Search papers, labs, and topics across Lattice.
This scientometric analysis reviews 200 highly cited articles from Scopus to map the intellectual structure and key themes related to Total Quality Management (TQM) in surgical and healthcare contexts. The study identifies key research clusters including patient safety, surgical procedure optimization, QI methodologies, and ethical considerations, noting a shift towards patient-centric and data-driven approaches. The analysis highlights influential institutions and publications contributing to safety protocols, QI methodologies, and patient engagement.
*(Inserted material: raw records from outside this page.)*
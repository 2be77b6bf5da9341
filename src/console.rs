//! Line commands accepted by the `tabwarden` binary on stdin.

use crate::protocol::TransportCommand;
use crate::shortcut::ShortcutId;

/// Simulated page-side activity for headless pages.
#[derive(Debug, Clone, PartialEq, Eq)]
pub enum PageAction {
    Play,
    Pause,
    Title(String),
}

#[derive(Debug, Clone, PartialEq)]
pub enum ConsoleCommand {
    List,
    Open(ShortcutId),
    Close(ShortcutId),
    Transport(TransportCommand),
    Page { id: ShortcutId, action: PageAction },
    Quit,
}

pub const HELP: &str = "commands: list | open <id> | close <id> | play | pause | toggle | next | prev \
| seek <ms> | end | page <id> play|pause|title <text> | quit";

pub fn parse_command(line: &str) -> Result<ConsoleCommand, String> {
    let mut words = line.split_whitespace();
    let Some(verb) = words.next() else {
        return Err("empty command".to_string());
    };
    let mut id = |verb: &str| {
        words
            .next()
            .map(ToString::to_string)
            .ok_or_else(|| format!("'{verb}' needs a shortcut id"))
    };

    let command = match verb.to_ascii_lowercase().as_str() {
        "list" | "ls" => ConsoleCommand::List,
        "open" => ConsoleCommand::Open(id("open")?),
        "close" => ConsoleCommand::Close(id("close")?),
        "play" => ConsoleCommand::Transport(TransportCommand::Play),
        "pause" => ConsoleCommand::Transport(TransportCommand::Pause),
        "toggle" => ConsoleCommand::Transport(TransportCommand::PlayPause),
        "next" => ConsoleCommand::Transport(TransportCommand::SkipNext),
        "prev" | "previous" => ConsoleCommand::Transport(TransportCommand::SkipPrevious),
        "end" => ConsoleCommand::Transport(TransportCommand::EndSession),
        "seek" => {
            let position_ms = words
                .next()
                .ok_or_else(|| "'seek' needs a position in milliseconds".to_string())?
                .parse::<u64>()
                .map_err(|err| format!("invalid seek position: {err}"))?;
            ConsoleCommand::Transport(TransportCommand::SeekTo { position_ms })
        }
        "page" => {
            let id = id("page")?;
            let action = match words.next() {
                Some("play") => PageAction::Play,
                Some("pause") => PageAction::Pause,
                Some("title") => {
                    let title = words.collect::<Vec<_>>().join(" ");
                    if title.is_empty() {
                        return Err("'page <id> title' needs a title".to_string());
                    }
                    PageAction::Title(title)
                }
                Some(other) => return Err(format!("unknown page action '{other}'")),
                None => return Err("'page' needs an action".to_string()),
            };
            ConsoleCommand::Page { id, action }
        }
        "quit" | "exit" => ConsoleCommand::Quit,
        other => return Err(format!("unknown command '{other}'")),
    };
    Ok(command)
}

#[cfg(test)]
mod tests {
    use super::{parse_command, ConsoleCommand, PageAction};
    use crate::protocol::TransportCommand;

    #[test]
    fn test_parses_registry_and_transport_commands() {
        assert_eq!(
            parse_command("open radio"),
            Ok(ConsoleCommand::Open("radio".to_string()))
        );
        assert_eq!(
            parse_command("  TOGGLE "),
            Ok(ConsoleCommand::Transport(TransportCommand::PlayPause))
        );
        assert_eq!(
            parse_command("seek 90500"),
            Ok(ConsoleCommand::Transport(TransportCommand::SeekTo {
                position_ms: 90_500
            }))
        );
    }

    #[test]
    fn test_page_title_keeps_spaces() {
        assert_eq!(
            parse_command("page radio title Morning  Show"),
            Ok(ConsoleCommand::Page {
                id: "radio".to_string(),
                action: PageAction::Title("Morning Show".to_string()),
            })
        );
    }

    #[test]
    fn test_rejects_incomplete_commands() {
        assert!(parse_command("").is_err());
        assert!(parse_command("close").is_err());
        assert!(parse_command("seek soon").is_err());
        assert!(parse_command("page radio").is_err());
        assert!(parse_command("rewind").is_err());
    }
}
The study reveals a mature and evolving research domain focused on data-driven and patient-centric approaches to surgical quality improvement, suggesting a move beyond theoretical frameworks.
We present a scientometric analysis of the research landscape about the application of Total Quality Management (TQM) rules within surgical and broader healthcare contexts. The study utilizes a dataset of 200 highly cited articles extracted from Scopus and maps the intellectual structure, key themes, and evolving priorities in this critical field. The study discloses a mature yet dynamically evolving survey domain characterized by a distinct shift from theoretical process frameworks to patient-centric and data-driven methodologies. Key study clusters determined include Patient Safety Culture and Adverse Event Reduction, Specific Surgical Procedure Optimization, Methodological Frameworks for Quality Improvement (QI), and Ethical & Inclusive Care Considerations. Highly cited articles and authors as well as influential institutions are determined, representing a global collaboration network with strong representation from the United States and Northern Europe. The most effective publications, as stated by citation frequency, are studied in detail, briefing their contributions to building safety protocols, validating QI methodologies like DMAIC, and expanding the discourse on patient engagement and health equity. The present review summarizes that the field is advancing towards more predictive, equitable, and technologically integrated models of care, with future research poised to leverage artificial intelligence and federated learning to personalize and enhance surgical quality improvement on a global scale.